The Time Fat Continuum aka Thoughts about the DREADED FRESHMAN 15
This post was originally published on the FFF website but I am resurrecting here for two reasons. One, my son is getting ready to go back to college for his sophomore year which means many parents out there have kids leaving for their freshman year and may be starting to panic! Secondly, there was this MSNBC article about Health at Every Size that I NEEDED to share with EVERYONE and thought it just may help stave off the FEAR of the DREADED FRESHMAN FIFTEEN!!
Last August, I was one of many moms, dads, guardians, seeing their first kid off to college. For those of you that have not participated in this simultaneously liberating and wrenching ritual… it is fraught with mixed feelings of joyous relief and abject terror. Never mind that many of us went through this rite of passage as students and survived quite well, thank you very much. Those memories of our own accomplishment are buried deep inside the pentimento-like layers we’ve accumulated over the years of seeing our children do really stupid things.
I mean can you really trust your child to separate and individuate on a college campus when he just recently did his laundry (a miracle in and of itself) but washed his cell phone along with his jeans, sweatshirts and boxers??
How will he ever navigate the bookstore, the dining hall, the classes, the assignments without you there to guide him? Even if you have always prided yourself on NOT being a helicopter mom, this new transition trumps kindergarten, sleep away camp and high school combined.
And so last August, there was once again, an annual disruption in the force. Maybe you felt it maybe you didn’t but if you tuned into the frequency it was like a tidal wave of collective longing, intertwined with a downpour of “I didn’t do enough” and rumbling thunderous roars of, “FREE AT LAST!!”
If the next three years fly by as rapidly as this first year did, I know I will not be alone in my amazement at the cruelty of time’s speed. I will not be alone when I say, he never wrote, he never “cawled,” he never texted, skyped, or emailed me. I will most certainly not be alone in mourning and accepting that my son and I will never live together in timeless symbiotic harmony again. Even if after graduation he has to move in with me for awhile, it will be as a stop-over, NOT as my child, growing up. That is part of a healthy separation/individuation and I will not resist.
But that is the future…I want to talk about now. It is almost June and there is another ritual about to take place around the country. This rite of passage, however, I am consciously and purposefully removing myself from, resisting the societal peer pressure to join in, and hopefully convincing at least one other person NOT to drink the Kool Aid.
What should be a joyous time of reunion between college weary kids and kid starved adults is too often tainted by the adult’s obsession with the dreaded Freshman Fifteen. This term refers to the weight gain that many first year college students experience and has been deemed so important of a phenomenon that according to Wikipedia it carries weight as far away as Australia and New Zealand where it is referred to as First Year Fatties, Fresher spread, or Fresher Five – the latter referring to a five kilogram gain).

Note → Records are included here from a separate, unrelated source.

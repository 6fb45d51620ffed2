//! Embedding fallback chain with vector validation.
//!
//! Providers are tried in order, each under its own timeout. A response only
//! counts if every vector passes validation; an invalid response is treated
//! like any other provider failure and the next provider is tried.

use crate::hashing::HashingEmbedder;
use crate::router::ProviderRouter;
use async_trait::async_trait;
use std::sync::Arc;
use std::time::Duration;
use strata_core::error::ProviderError;
use strata_core::provider::{Embedded, Embedder, EmbeddingRequest, Provider};
use tracing::{info, warn};

/// Adapts a generation provider's embeddings endpoint to [`Embedder`].
pub struct ProviderEmbedder {
    provider: Arc<dyn Provider>,
    model: String,
}

impl ProviderEmbedder {
    pub fn new(provider: Arc<dyn Provider>, model: impl Into<String>) -> Self {
        Self {
            provider,
            model: model.into(),
        }
    }
}

#[async_trait]
impl Embedder for ProviderEmbedder {
    fn name(&self) -> &str {
        self.provider.name()
    }

    fn space(&self) -> String {
        format!("{}/{}", self.provider.name(), self.model)
    }

    async fn embed(&self, texts: &[String]) -> Result<Vec<Vec<f32>>, ProviderError> {
        let response = self
            .provider
            .embed(EmbeddingRequest {
                model: self.model.clone(),
                inputs: texts.to_vec(),
            })
            .await?;
        Ok(response.embeddings)
    }
}

/// Check a batch of vectors: one per input, non-empty, finite, equal
/// dimensionality (matching `expected_dimensions` when set), and L2 norm
/// within `(0, max_magnitude]`.
pub fn validate_embeddings(
    provider: &str,
    inputs: usize,
    vectors: &[Vec<f32>],
    expected_dimensions: Option<usize>,
    max_magnitude: f32,
) -> Result<(), ProviderError> {
    let invalid = |reason: String| ProviderError::InvalidEmbedding {
        provider: provider.to_string(),
        reason,
    };

    if vectors.len() != inputs {
        return Err(invalid(format!("expected {inputs} vectors, got {}", vectors.len())));
    }

    let dims = expected_dimensions.or_else(|| vectors.first().map(Vec::len));
    for (i, v) in vectors.iter().enumerate() {
        if v.is_empty() {
            return Err(invalid(format!("vector {i} is empty")));
        }
        if Some(v.len()) != dims {
            return Err(invalid(format!(
                "vector {i} has {} dimensions, expected {}",
                v.len(),
                dims.unwrap_or_default()
            )));
        }
        if v.iter().any(|x| !x.is_finite()) {
            return Err(invalid(format!("vector {i} contains non-finite values")));
        }
        let norm = v.iter().map(|x| (*x as f64).powi(2)).sum::<f64>().sqrt();
        if norm <= 0.0 || norm > max_magnitude as f64 {
            return Err(invalid(format!(
                "vector {i} has norm {norm:.4}, outside (0, {max_magnitude}]"
            )));
        }
    }
    Ok(())
}

/// A single entry in the embedding chain.
struct EmbedderEntry {
    embedder: Arc<dyn Embedder>,
    timeout: Duration,
}

/// An embedder that wraps an ordered list of embedders and falls back on
/// failure or invalid output.
pub struct FallbackEmbedder {
    name: String,
    chain: Vec<EmbedderEntry>,
    expected_dimensions: Option<usize>,
    max_magnitude: f32,
}

impl FallbackEmbedder {
    pub fn new(name: impl Into<String>) -> Self {
        Self {
            name: name.into(),
            chain: Vec::new(),
            expected_dimensions: None,
            max_magnitude: 1_000.0,
        }
    }

    /// Add an embedder to the chain with a custom timeout.
    pub fn add(mut self, embedder: Arc<dyn Embedder>, timeout: Duration) -> Self {
        self.chain.push(EmbedderEntry { embedder, timeout });
        self
    }

    /// Add an embedder with the default timeout (10s).
    pub fn add_default(self, embedder: Arc<dyn Embedder>) -> Self {
        self.add(embedder, Duration::from_secs(10))
    }

    /// Require every vector to have exactly this many dimensions.
    pub fn with_dimensions(mut self, dimensions: usize) -> Self {
        self.expected_dimensions = (dimensions > 0).then_some(dimensions);
        self
    }

    pub fn with_max_magnitude(mut self, max_magnitude: f32) -> Self {
        self.max_magnitude = max_magnitude;
        self
    }

    pub fn len(&self) -> usize {
        self.chain.len()
    }

    pub fn is_empty(&self) -> bool {
        self.chain.is_empty()
    }
}

#[async_trait]
impl Embedder for FallbackEmbedder {
    fn name(&self) -> &str {
        &self.name
    }

    fn space(&self) -> String {
        self.chain
            .first()
            .map_or_else(|| self.name.clone(), |entry| entry.embedder.space())
    }

    async fn embed(&self, texts: &[String]) -> Result<Vec<Vec<f32>>, ProviderError> {
        Ok(self.embed_tagged(texts).await?.vectors)
    }

    async fn embed_tagged(&self, texts: &[String]) -> Result<Embedded, ProviderError> {
        let mut last_error = ProviderError::NotConfigured("No embedders in fallback chain".into());

        for (i, entry) in self.chain.iter().enumerate() {
            let provider_name = entry.embedder.name().to_string();

            info!(
                provider = %provider_name,
                attempt = i + 1,
                total = self.chain.len(),
                count = texts.len(),
                "Embedding: trying provider"
            );

            let result = match tokio::time::timeout(entry.timeout, entry.embedder.embed_tagged(texts)).await {
                Ok(Ok(embedded)) => validate_embeddings(
                    &provider_name,
                    texts.len(),
                    &embedded.vectors,
                    self.expected_dimensions,
                    self.max_magnitude,
                )
                .map(|()| embedded),
                Ok(Err(e)) => Err(e),
                Err(_) => Err(ProviderError::Timeout(format!(
                    "Embedder '{}' timed out after {}ms",
                    provider_name,
                    entry.timeout.as_millis()
                ))),
            };

            match result {
                Ok(embedded) => {
                    if i > 0 {
                        warn!(
                            provider = %provider_name,
                            space = %embedded.space,
                            "Embedding answered by fallback; vectors are tagged with its space"
                        );
                    }
                    return Ok(embedded);
                }
                Err(e) => {
                    warn!(
                        provider = %provider_name,
                        error = %e,
                        "Embedding: provider failed, trying next"
                    );
                    last_error = e;
                }
            }
        }

        Err(last_error)
    }
}

/// Build the configured embedding chain (primary, then secondary).
///
/// `"hashing"` names the built-in [`HashingEmbedder`]; any other name must be
/// a provider registered in the router. An empty chain falls back to hashing.
pub fn build_embedder_from_config(
    config: &strata_config::AppConfig,
    router: &ProviderRouter,
) -> FallbackEmbedder {
    let cfg = &config.embedding;
    let timeout = Duration::from_secs(cfg.timeout_secs.max(1));
    let dimensions = (cfg.dimensions > 0).then_some(cfg.dimensions);

    let mut chain = FallbackEmbedder::new("embedding")
        .with_dimensions(cfg.dimensions)
        .with_max_magnitude(cfg.max_magnitude);

    let secondary = cfg.secondary.iter().filter(|s| **s != cfg.primary);
    for name in std::iter::once(&cfg.primary).chain(secondary) {
        let embedder: Arc<dyn Embedder> = if name == "hashing" {
            Arc::new(HashingEmbedder::with_dimensions(
                dimensions.unwrap_or(crate::hashing::DEFAULT_DIMENSIONS),
            ))
        } else {
            match router.get(name) {
                Some(provider) => Arc::new(ProviderEmbedder::new(provider, &cfg.model)),
                None => {
                    warn!(provider = %name, "Embedding provider is not configured, skipping");
                    continue;
                }
            }
        };
        chain = chain.add(embedder, timeout);
    }

    if chain.is_empty() {
        chain = chain.add(
            Arc::new(HashingEmbedder::with_dimensions(
                dimensions.unwrap_or(crate::hashing::DEFAULT_DIMENSIONS),
            )),
            timeout,
        );
    }
    chain
}

#[cfg(test)]
mod tests {
    use super::*;
    use std::sync::Mutex;

    /// Returns canned vectors and counts calls.
    struct ScriptedEmbedder {
        name: String,
        result: Result<Vec<Vec<f32>>, ProviderError>,
        calls: Mutex<usize>,
    }

    impl ScriptedEmbedder {
        fn ok(name: &str, vectors: Vec<Vec<f32>>) -> Arc<Self> {
            Arc::new(Self {
                name: name.into(),
                result: Ok(vectors),
                calls: Mutex::new(0),
            })
        }

        fn failing(name: &str, error: ProviderError) -> Arc<Self> {
            Arc::new(Self {
                name: name.into(),
                result: Err(error),
                calls: Mutex::new(0),
            })
        }

        fn calls(&self) -> usize {
            *self.calls.lock().unwrap()
        }
    }

    #[async_trait]
    impl Embedder for ScriptedEmbedder {
        fn name(&self) -> &str {
            &self.name
        }

        async fn embed(&self, _texts: &[String]) -> Result<Vec<Vec<f32>>, ProviderError> {
            *self.calls.lock().unwrap() += 1;
            self.result.clone()
        }
    }

    /// Never answers (for timeout testing).
    struct HangingEmbedder;

    #[async_trait]
    impl Embedder for HangingEmbedder {
        fn name(&self) -> &str {
            "hanging"
        }

        async fn embed(&self, _texts: &[String]) -> Result<Vec<Vec<f32>>, ProviderError> {
            tokio::time::sleep(Duration::from_secs(3600)).await;
            Ok(Vec::new())
        }
    }

    fn one() -> Vec<String> {
        vec!["hello".to_string()]
    }

    #[tokio::test]
    async fn primary_wins_when_valid() {
        let p1 = ScriptedEmbedder::ok("primary", vec![vec![0.6, 0.8]]);
        let p2 = ScriptedEmbedder::ok("secondary", vec![vec![1.0, 0.0]]);
        let chain = FallbackEmbedder::new("test")
            .add_default(p1.clone())
            .add_default(p2.clone());

        let vectors = chain.embed(&one()).await.unwrap();
        assert_eq!(vectors, vec![vec![0.6, 0.8]]);
        assert_eq!(p1.calls(), 1);
        assert_eq!(p2.calls(), 0);
    }

    #[tokio::test]
    async fn falls_back_on_provider_error() {
        let p1 = ScriptedEmbedder::failing("primary", ProviderError::RateLimited { retry_after_secs: 5 });
        let p2 = ScriptedEmbedder::ok("secondary", vec![vec![1.0, 0.0]]);
        let chain = FallbackEmbedder::new("test")
            .add_default(p1.clone())
            .add_default(p2.clone());

        assert!(chain.embed(&one()).await.is_ok());
        assert_eq!(p1.calls(), 1);
        assert_eq!(p2.calls(), 1);
    }

    #[tokio::test]
    async fn invalid_vectors_trigger_fallback() {
        let p1 = ScriptedEmbedder::ok("primary", vec![vec![f32::NAN, 1.0]]);
        let p2 = ScriptedEmbedder::ok("secondary", vec![vec![0.0, 1.0]]);
        let chain = FallbackEmbedder::new("test").add_default(p1).add_default(p2.clone());

        assert_eq!(chain.embed(&one()).await.unwrap(), vec![vec![0.0, 1.0]]);
        assert_eq!(p2.calls(), 1);
    }

    #[tokio::test]
    async fn all_invalid_returns_invalid_embedding() {
        let p1 = ScriptedEmbedder::ok("primary", vec![vec![0.0, 0.0]]);
        let chain = FallbackEmbedder::new("test").add_default(p1);
        let err = chain.embed(&one()).await.unwrap_err();
        assert!(matches!(err, ProviderError::InvalidEmbedding { .. }));
    }

    #[tokio::test]
    async fn timeout_triggers_fallback() {
        let p2 = ScriptedEmbedder::ok("secondary", vec![vec![1.0]]);
        let chain = FallbackEmbedder::new("test")
            .add(Arc::new(HangingEmbedder), Duration::from_millis(50))
            .add_default(p2.clone());

        assert!(chain.embed(&one()).await.is_ok());
        assert_eq!(p2.calls(), 1);
    }

    #[tokio::test]
    async fn fallback_answer_carries_its_own_space() {
        let p1 = ScriptedEmbedder::failing("primary", ProviderError::Network("down".into()));
        let chain = FallbackEmbedder::new("test")
            .add_default(p1)
            .add_default(Arc::new(HashingEmbedder::with_dimensions(64)));

        assert_eq!(chain.space(), "primary");
        let embedded = chain.embed_tagged(&one()).await.unwrap();
        assert_eq!(embedded.space, "hashing/64");
        assert_eq!(embedded.vectors[0].len(), 64);
    }

    #[tokio::test]
    async fn empty_chain_returns_not_configured() {
        let chain = FallbackEmbedder::new("empty");
        assert!(matches!(
            chain.embed(&one()).await.unwrap_err(),
            ProviderError::NotConfigured(_)
        ));
    }

    #[test]
    fn validation_rules() {
        assert!(validate_embeddings("p", 1, &[vec![0.6, 0.8]], None, 1.0).is_ok());
        // count mismatch
        assert!(validate_embeddings("p", 2, &[vec![1.0]], None, 10.0).is_err());
        // empty vector
        assert!(validate_embeddings("p", 1, &[vec![]], None, 10.0).is_err());
        // inconsistent dimensions
        assert!(validate_embeddings("p", 2, &[vec![1.0], vec![1.0, 0.0]], None, 10.0).is_err());
        // configured dimensions
        assert!(validate_embeddings("p", 1, &[vec![1.0, 0.0]], Some(3), 10.0).is_err());
        // infinite
        assert!(validate_embeddings("p", 1, &[vec![f32::INFINITY]], None, 10.0).is_err());
        // magnitude too large
        assert!(validate_embeddings("p", 1, &[vec![3.0, 4.0]], None, 4.9).is_err());
    }

    #[test]
    fn default_config_builds_hashing_chain() {
        let config = strata_config::AppConfig::default();
        let router = crate::router::build_from_config(&config);
        let chain = build_embedder_from_config(&config, &router);
        assert_eq!(chain.len(), 1);
    }

    #[test]
    fn secondary_defaults_to_hashing_behind_a_provider() {
        let mut config = strata_config::AppConfig::default();
        config.embedding.primary = "primary".into();
        let mut router = crate::router::build_from_config(&config);
        router.register(
            "primary",
            Arc::new(crate::openai_compat::OpenAiCompatProvider::new("primary", "http://127.0.0.1:9", "k")),
        );
        let chain = build_embedder_from_config(&config, &router);
        assert_eq!(chain.len(), 2);
        assert_eq!(chain.space(), "primary/text-embedding-3-small");
    }

    #[test]
    fn unknown_secondary_is_skipped() {
        let mut config = strata_config::AppConfig::default();
        config.embedding.secondary = Some("nowhere".into());
        let router = crate::router::build_from_config(&config);
        let chain = build_embedder_from_config(&config, &router);
        assert_eq!(chain.len(), 1);
    }
}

Instead of kids returning home and being greeted with loving embraces and questions about classes, friends, and campus antics, they are being squeezed with caliper like hugs assessing newly acquired body fat and interrogated about their weight gain.
Who they are and what they have learned becomes secondary to judgments about their appearance and their character. After all, if they were better people they could and would have resisted eating the carbohydrate laden, fast food choices offered in university cafeterias. Not to mention the all you can eat dessert options and the beer, beer, beer, and more beer that students are programmed to believe are an integral part of the college experience. Never mind that they passed all of their classes. Never mind that they were able to figure out the book store, make friends, get their laundry done without having to replace another cell phone. None of that matters in the face of the dreaded weight gain!!! The goals and worries we had just nine months ago, while proven to have been unwarranted, are left uncelebrated. They have been replaced by the horror of FIFTEEN POUNDS!!!! AAARRGGHH!!!
Seriously, is this really what you want your reunion to be about? I know that for many people they feel this is a health issue and if they don’t say anything they are not helping their child, but trust me…you aren’t helping if you are ignoring their triumphs. This overt negative emphasis that bombards the returning soon- to- be- sophomores, brings with it the onset of ineffective, compensatory and self-punitive yo-yo dieting behaviors that will last long past their college years. Their sense of self will be defined by the scale instead of their accomplishments and who they are will be assessed by their BMI not their GPA.
Is this really a course of study you want your kid to major in???